Cecily was much better, though still travelling luxuriously, but there was not much more than a gallon of water left. We opened a bottle of lukewarm champagne and drank a little at intervals, but this silly idea made us nearly frantic with thirst, and we wished we hadn’t thought of it. The ponies, poor creatures, had been without water for hours, and their lolling tongues and straining eyes went to our hearts. Cecily was the more concerned, because she said but for her the water would have lasted. I assured her it was my prodigality, but in any case it was water well wasted, as she was almost herself again.
I consulted with Clarence, and we found that by going on, never stopping, for another twenty miles we should make wells. Twenty miles was a big thing to us then with horses and men in the state ours were. I asked them, through Clarence, to “make an effort,” and promised them water by the morning. We struck camp on a grilling afternoon at 4.30. Cecily in her hammock, I alternately walking to ease my pony, and then mounting for a little to ease myself. I will not describe the tramp through the night, or how very childish the men got. I prefer the English way of bearing small troubles—in silence. I think it is embarrassing to be let in on the ground floor of anyone’s emotion.
Let it pass!
A few camel men raced on ahead, and got to the wells before the main caravan, who were able to quicken the pace pathetically little, and we made safety, which this time spelt water, about an hour after dawn. I saw the ponies watered myself before turning in, and I slept eight hours straight on end.
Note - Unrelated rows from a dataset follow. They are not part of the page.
use chrono::{DateTime, Utc};
use serde::{Deserialize, Serialize};

use super::processing::BatchSummary;

#[derive(Debug, Clone, Copy, PartialEq, Eq, Hash, Serialize, Deserialize)]
#[serde(rename_all = "lowercase")]
pub enum TaskStatus {
    Queued,
    Running,
    Completed,
    Failed,
}

impl TaskStatus {
    pub fn as_str(self) -> &'static str {
        match self {
            TaskStatus::Queued => "queued",
            TaskStatus::Running => "running",
            TaskStatus::Completed => "completed",
            TaskStatus::Failed => "failed",
        }
    }

    /// Completed and Failed records are eligible for the age-based sweep.
    pub fn is_terminal(self) -> bool {
        matches!(self, TaskStatus::Completed | TaskStatus::Failed)
    }
}

/// A background batch tracked by the task registry.
#[derive(Debug, Clone, Serialize)]
pub struct TaskRecord {
    pub task_id: String,
    pub status: TaskStatus,
    pub clip_ids: Vec<String>,
    pub created_at: DateTime<Utc>,
    /// Set the first time the task enters Running.
    pub started_at: Option<DateTime<Utc>>,
    /// Set the first time the task enters Completed or Failed.
    pub completed_at: Option<DateTime<Utc>>,
    pub results: Option<BatchSummary>,
    pub error: Option<String>,
}

impl TaskRecord {
    pub fn queued(task_id: String, clip_ids: Vec<String>, created_at: DateTime<Utc>) -> Self {
        Self {
            task_id,
            status: TaskStatus::Queued,
            clip_ids,
            created_at,
            started_at: None,
            completed_at: None,
            results: None,
            error: None,
        }
    }
}

#[derive(Debug, Clone, Default, PartialEq, Eq, Serialize)]
pub struct StatusCounts {
    pub queued: usize,
    pub running: usize,
    pub completed: usize,
    pub failed: usize,
}

#[derive(Debug, Clone, PartialEq, Eq, Serialize)]
pub struct TaskStats {
    pub total_tasks: usize,
    pub by_status: StatusCounts,
}

#[cfg(test)]
mod tests {
    use super::*;

    #[test]
    fn record_serializes_with_lowercase_status_and_rfc3339() {
        let created = DateTime::parse_from_rfc3339("2024-05-01T10:00:00Z")
            .unwrap()
            .with_timezone(&Utc);
        let record = TaskRecord::queued("t1".into(), vec!["abc".into()], created);
        let json = serde_json::to_value(&record).unwrap();
        assert_eq!(json["status"], "queued");
        assert_eq!(json["created_at"], "2024-05-01T10:00:00Z");
        assert!(json["started_at"].is_null());
    }

    #[test]
    fn terminal_states() {
        assert!(!TaskStatus::Queued.is_terminal());
        assert!(!TaskStatus::Running.is_terminal());
        assert!(TaskStatus::Completed.is_terminal());
        assert!(TaskStatus::Failed.is_terminal());
    }
}
use async_trait::async_trait;
use std::time::Duration;
use thiserror::Error;

#[derive(Debug, Error)]
pub enum CacheError {
    #[error("cache unavailable: {0}")]
    Unavailable(String),
    #[error("cache command failed: {0}")]
    Command(String),
    #[error("wrong value type at key {0}")]
    WrongType(String),
}

/// A single mutating or counting step inside an atomic batch.
#[derive(Debug, Clone, PartialEq)]
pub enum CacheOp {
    Set {
        key: String,
        value: String,
        ttl: Option<Duration>,
    },
    Delete {
        key: String,
    },
    ListAppend {
        key: String,
        value: String,
    },
    ListTrim {
        key: String,
        start: isize,
        stop: isize,
    },
    SortedSetAdd {
        key: String,
        member: String,
        score: f64,
    },
    SortedSetRemove {
        key: String,
        member: String,
    },
    /// Remove members whose score is `<= max_score`.
    SortedSetTrimByScore {
        key: String,
        max_score: f64,
    },
    SortedSetCount {
        key: String,
    },
    Expire {
        key: String,
        ttl: Duration,
    },
}

/// Reply to one [`CacheOp`], positionally matched to the batch.
#[derive(Debug, Clone, PartialEq)]
pub enum CacheReply {
    Ok,
    Int(i64),
}

impl CacheReply {
    pub fn as_int(&self) -> Option<i64> {
        match self {
            CacheReply::Int(n) => Some(*n),
            CacheReply::Ok => None,
        }
    }
}

/// Shared key/value capability used by admission control.
///
/// Two implementations exist: a process-local map and a Redis pool. Only
/// the latter is shared between service instances.
#[async_trait]
pub trait CacheBackend: Send + Sync {
    async fn get(&self, key: &str) -> Result<Option<String>, CacheError>;
    async fn set(&self, key: &str, value: &str, ttl: Option<Duration>) -> Result<(), CacheError>;
    async fn delete(&self, key: &str) -> Result<bool, CacheError>;
    async fn exists(&self, key: &str) -> Result<bool, CacheError>;

    async fn list_append(&self, key: &str, value: &str) -> Result<usize, CacheError>;
    async fn list_range(&self, key: &str, start: isize, stop: isize)
        -> Result<Vec<String>, CacheError>;
    async fn list_trim(&self, key: &str, start: isize, stop: isize) -> Result<(), CacheError>;

    async fn sorted_set_add(&self, key: &str, member: &str, score: f64) -> Result<(), CacheError>;
    async fn sorted_set_remove(&self, key: &str, member: &str) -> Result<bool, CacheError>;
    async fn sorted_set_trim_by_score(&self, key: &str, max_score: f64)
        -> Result<usize, CacheError>;
    async fn sorted_set_count(&self, key: &str) -> Result<usize, CacheError>;

    async fn expire(&self, key: &str, ttl: Duration) -> Result<bool, CacheError>;

    /// Apply `ops` as one indivisible unit and return one reply per op.
    async fn atomic(&self, ops: Vec<CacheOp>) -> Result<Vec<CacheReply>, CacheError>;

    async fn health_check(&self) -> bool;

    /// Backend name reported by the health endpoint.
    fn kind(&self) -> &'static str;
}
Going out late in the evening with the object of securing something for the pot, I came on a regular aviary of birds. Sand grouse and pigeons, guinea-fowl and wild geese, and small birds too in thousands. I lay down for a little and watched the small ones preparing for the night. I love the tiny birds of Somaliland, and never wearied of studying their pretty ways. It seems to me that they are most beautiful in proportion to their size of any bird life. The protections, the pleadings, the dances, the love-making, the little furies, the make-believes, cannot be excelled in charm.
I was too wearied out to bother much, even though food in plenty was there to my hand, and I don’t like killing anything so tame, even when I ought to. When I got back to camp I sent Clarence out with instructions to shoot some guinea-fowl and geese.
A vast caravan of some hundreds arrived at the wells in the middle of that night, and things hummed for an hour or so. I was not disturbed, except by the wrangling that went on all the hours until dawn. It was very cold, and my “carpet” ended on the top of me!